AIM OF THE EXERCISE:
How many lines in the data below contain the word "provider"? State only the number.
"""
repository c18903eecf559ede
use std::sync::Arc;

use anyhow::Result;
use emitter::Emitter;
use shared::{
    domain::{AuthSeed, AuthState, ReadinessCheck},
    error::RuntimeUnavailableError,
};
use tokio::{runtime::Handle, sync::watch};
use tokio_util::sync::CancellationToken;
use tracing::{debug, error, info};

use crate::{live_state::LiveAuthState, service::AuthService};

/// Operational handle to one auth controller.
///
/// Clones share the same state emitter and service. Overlapping
/// sign-in/sign-up/sign-out calls are not serialized: whichever service call
/// resolves last decides the published state.
pub struct AuthController<S: AuthService> {
    inner: Arc<ControllerInner<S>>,
}

struct ControllerInner<S: AuthService> {
    service: Arc<S>,
    state_change: Emitter<AuthState<S::User>>,
    readiness: watch::Sender<ReadinessCheck>,
    cancel: CancellationToken,
}

impl<S: AuthService> Clone for AuthController<S> {
    fn clone(&self) -> Self {
        Self {
            inner: Arc::clone(&self.inner),
        }
    }
}

impl<S: AuthService> AuthController<S> {
    /// Builds a controller and spawns its readiness check on the current
    /// tokio runtime. Fails when called outside one.
    pub fn start(
        service: Arc<S>,
        seed: AuthSeed<S::User>,
    ) -> Result<Self, RuntimeUnavailableError> {
        let runtime = Handle::try_current().map_err(|_| RuntimeUnavailableError)?;
        let controller = Self::new(service, seed);
        let workflow = controller.clone();
        runtime.spawn(async move { workflow.run_readiness_check().await });
        Ok(controller)
    }

    fn new(service: Arc<S>, seed: AuthSeed<S::User>) -> Self {
        let (readiness, _) = watch::channel(ReadinessCheck::Pending);
        Self {
            inner: Arc::new(ControllerInner {
                service,
                state_change: Emitter::with_initial_value(AuthState::seeded(seed)),
                readiness,
                cancel: CancellationToken::new(),
            }),
        }
    }

    pub fn service(&self) -> &Arc<S> {
        &self.inner.service
    }

    pub fn state_change(&self) -> &Emitter<AuthState<S::User>> {
        &self.inner.state_change
    }

    pub fn state(&self) -> AuthState<S::User> {
        self.inner
            .state_change
            .last_emitted_value()
            .unwrap_or_default()
    }

    pub fn live_state(&self) -> LiveAuthState<S::User> {
        LiveAuthState::attach(&self.inner.state_change)
    }

    pub fn readiness(&self) -> ReadinessCheck {
        self.inner.readiness.borrow().clone()
    }

    /// Resolves once the readiness check has completed, failed or been
    /// cancelled.
    pub async fn wait_ready(&self) -> ReadinessCheck {
        let mut readiness = self.inner.readiness.subscribe();
        let check = match readiness.wait_for(ReadinessCheck::is_settled).await {
            Ok(check) => (*check).clone(),
            Err(_) => self.readiness(),
        };
        check
    }

    /// Stops the readiness check and suppresses every later state emission.
    pub fn shutdown(&self) {
        if !self.inner.cancel.is_cancelled() {
            debug!("auth controller shutting down");
        }
        self.inner.cancel.cancel();
    }

    pub fn is_shut_down(&self) -> bool {
        self.inner.cancel.is_cancelled()
    }

    pub async fn is_authenticated(&self) -> Result<bool> {
        self.inner.service.is_authenticated().await
    }

    pub async fn current_user_info(&self) -> Result<S::User> {
        self.inner.service.current_user_info().await
    }

    pub async fn sign_in(&self, options: S::SignInOptions) -> Result<S::User> {
        let user = self.inner.service.sign_in(options).await?;
        self.publish(AuthState::authenticated(user.clone()));
        Ok(user)
    }

    pub async fn sign_up(&self, options: S::SignUpOptions) -> Result<S::User> {
        let user = self.inner.service.sign_up(options).await?;
        self.publish(AuthState::authenticated(user.clone()));
        Ok(user)
    }

    pub async fn sign_out(&self) -> Result<()> {
        self.inner.service.sign_out().await?;
        self.publish(AuthState::unauthenticated());
        Ok(())
    }

    fn publish(&self, state: AuthState<S::User>) {
        if self.inner.cancel.is_cancelled() {
            debug!(logged = state.logged, "auth controller shut down; state change dropped");
            return;
        }
        debug!(logged = state.logged, "publishing auth state");
        self.inner.state_change.emit(state);
    }

    async fn run_readiness_check(&self) {
        debug!("auth readiness check started");
        let outcome = tokio::select! {
            biased;
            _ = self.inner.cancel.cancelled() => None,
            resolved = self.resolve_initial_state() => Some(resolved),
        };

        match outcome {
            Some(Ok(state)) if !self.inner.cancel.is_cancelled() => {
                info!(logged = state.logged, "auth readiness check completed");
                self.inner.state_change.emit(state);
                self.set_readiness(ReadinessCheck::Completed);
            }
            Some(Err(err)) => {
                // Nothing is emitted: the state stays unready (or seeded).
                let reason = format!("{err:#}");
                error!(%reason, "auth readiness check failed");
                self.set_readiness(ReadinessCheck::Failed(reason));
            }
            Some(Ok(_)) | None => {
                debug!("auth readiness check cancelled");
                self.set_readiness(ReadinessCheck::Cancelled);
            }
        }
    }

    async fn resolve_initial_state(&self) -> Result<AuthState<S::User>> {
        let service = &self.inner.service;
        service.init().await?;
        if service.is_authenticated().await? {
            let user = service.current_user_info().await?;
            return Ok(AuthState::authenticated(user));
        }
        Ok(AuthState::unauthenticated())
    }

    fn set_readiness(&self, check: ReadinessCheck) {
        self.inner.readiness.send_replace(check);
    }
}

#[cfg(test)]
#[path = "tests/controller_tests.rs"]
mod tests;
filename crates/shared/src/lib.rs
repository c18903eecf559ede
pub mod domain;
pub mod error;
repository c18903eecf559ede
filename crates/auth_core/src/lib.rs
//! Authentication state controller.
//!
//! [`create_auth`] wraps a caller-supplied [`AuthService`] and hands back an
//! [`Auth`] whose [`Auth::provide`] starts a controller for a [`Scope`]. The
//! controller runs a one-time readiness check against the service and then
//! publishes every sign-in, sign-up and sign-out through an
//! [`emitter::Emitter`] of [`AuthState`] snapshots.

mod controller;
mod live_state;
mod provider;
mod scope;
mod service;

pub use controller::AuthController;
pub use emitter::{Emitter, Subscription};
pub use live_state::LiveAuthState;
pub use provider::{create_auth, Auth, AuthProvider};
pub use scope::Scope;
pub use service::AuthService;
pub use shared::{
    domain::{AuthSeed, AuthState, ReadinessCheck, ScopeId},
    error::{MissingContextError, RuntimeUnavailableError},
};

#[cfg(test)]
#[path = "tests/support.rs"]
mod test_support;
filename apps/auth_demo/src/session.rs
//! File-backed auth backend: one JSON file holds the signed-in user, a
//! sibling file holds the registered accounts.

use std::{
    io::ErrorKind,
    path::{Path, PathBuf},
};

use anyhow::{anyhow, bail, Context, Result};
use async_trait::async_trait;
use auth_core::AuthService;
use base64::{engine::general_purpose::STANDARD, Engine as _};
use chrono::{DateTime, Utc};
use serde::{Deserialize, Serialize};
use sha2::{Digest, Sha256};
use shared::domain::UserId;
use tokio::fs;
use tracing::{debug, info};

const ACCOUNTS_FILE_NAME: &str = "accounts.json";

#[derive(Debug, Clone, PartialEq, Eq, Serialize, Deserialize)]
pub struct SessionUser {
    pub id: UserId,
    pub email: String,
    pub signed_in_at: DateTime<Utc>,
}

#[derive(Debug, Clone)]
pub struct Credentials {
    pub email: String,
    pub password: String,
}

#[derive(Debug, Default, Serialize, Deserialize)]
struct AccountBook {
    accounts: Vec<Account>,
}

#[derive(Debug, Serialize, Deserialize)]
struct Account {
    id: UserId,
    email: String,
    password_sha256: String,
}

pub struct FileSessionService {
    session_path: PathBuf,
    accounts_path: PathBuf,
}

impl FileSessionService {
    pub fn new(session_path: impl Into<PathBuf>) -> Self {
        let session_path = session_path.into();
        let accounts_path = session_path
            .parent()
            .map(|dir| dir.join(ACCOUNTS_FILE_NAME))
            .unwrap_or_else(|| PathBuf::from(ACCOUNTS_FILE_NAME));
        Self {
            session_path,
            accounts_path,
        }
    }

    pub fn session_path(&self) -> &Path {
        &self.session_path
    }

    async fn load_accounts(&self) -> Result<AccountBook> {
        match fs::read(&self.accounts_path).await {
            Ok(raw) => serde_json::from_slice(&raw).with_context(|| {
                format!("corrupt accounts file '{}'", self.accounts_path.display())
            }),
            Err(err) if err.kind() == ErrorKind::NotFound => Ok(AccountBook::default()),
            Err(err) => Err(err).with_context(|| {
                format!("failed to read accounts file '{}'", self.accounts_path.display())
            }),
        }
    }

    async fn save_accounts(&self, book: &AccountBook) -> Result<()> {
        fs::write(&self.accounts_path, serde_json::to_vec_pretty(book)?)
            .await
            .with_context(|| {
                format!("failed to write accounts file '{}'", self.accounts_path.display())
            })
    }

    async fn start_session(&self, id: UserId, email: &str) -> Result<SessionUser> {
        let user = SessionUser {
            id,
            email: email.to_string(),
            signed_in_at: Utc::now(),
        };
        fs::write(&self.session_path, serde_json::to_vec_pretty(&user)?)
            .await
            .with_context(|| {
                format!("failed to write session file '{}'", self.session_path.display())
            })?;
        info!(user_id = id.0, "session started");
        Ok(user)
    }
}

fn validate(credentials: &Credentials) -> Result<String> {
    let email = credentials.email.trim().to_ascii_lowercase();
    let Some((local, domain)) = email.split_once('@') else {
        bail!("invalid email address '{}'", credentials.email);
    };
    if local.is_empty() || domain.is_empty() {
        bail!("invalid email address '{}'", credentials.email);
    }
    if credentials.password.is_empty() {
        bail!("password must not be empty");
    }
    Ok(email)
}

fn password_digest(password: &str) -> String {
    STANDARD.encode(Sha256::digest(password.as_bytes()))
}

#[async_trait]
impl AuthService for FileSessionService {
    type User = SessionUser;
    type SignInOptions = Credentials;
    type SignUpOptions = Credentials;

    async fn init(&self) -> Result<()> {
        let Some(parent) = self
            .session_path
            .parent()
            .filter(|dir| !dir.as_os_str().is_empty())
        else {
            return Ok(());
        };
        fs::create_dir_all(parent).await.with_context(|| {
            format!("failed to create session directory '{}'", parent.display())
        })?;
        debug!(path = %self.session_path.display(), "session store ready");
        Ok(())
    }

    async fn is_authenticated(&self) -> Result<bool> {
        fs::try_exists(&self.session_path).await.with_context(|| {
            format!("failed to check session file '{}'", self.session_path.display())
        })
    }

    async fn current_user_info(&self) -> Result<SessionUser> {
        let raw = fs::read(&self.session_path).await.with_context(|| {
            format!("failed to read session file '{}'", self.session_path.display())
        })?;
        serde_json::from_slice(&raw).with_context(|| {
            format!("corrupt session file '{}'", self.session_path.display())
        })
    }

    async fn sign_in(&self, options: Credentials) -> Result<SessionUser> {
        let email = validate(&options)?;
        let book = self.load_accounts().await?;
        let account = book
            .accounts
            .iter()
            .find(|account| account.email == email)
            .ok_or_else(|| anyhow!("no account registered for '{email}'"))?;
        if account.password_sha256 != password_digest(&options.password) {
            bail!("invalid credentials for '{email}'");
        }
        self.start_session(account.id, &account.email).await
    }

    async fn sign_up(&self, options: Credentials) -> Result<SessionUser> {
        let email = validate(&options)?;
        let mut book = self.load_accounts().await?;
        if book.accounts.iter().any(|account| account.email == email) {
            bail!("an account for '{email}' already exists");
        }
        let id = UserId(
            book.accounts
                .iter()
                .map(|account| account.id.0)
                .max()
                .unwrap_or(0)
                + 1,
        );
        book.accounts.push(Account {
            id,
            email: email.clone(),
            password_sha256: password_digest(&options.password),
        });
        self.save_accounts(&book).await?;
        self.start_session(id, &email).await
    }

    async fn sign_out(&self) -> Result<()> {
        match fs::remove_file(&self.session_path).await {
            Ok(()) => {
                info!("session cleared");
                Ok(())
            }
            Err(err) if err.kind() == ErrorKind::NotFound => Ok(()),
            Err(err) => Err(err).with_context(|| {
                format!("failed to remove session file '{}'", self.session_path.display())
            }),
        }
    }
}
"""
RESULT BELOW:
2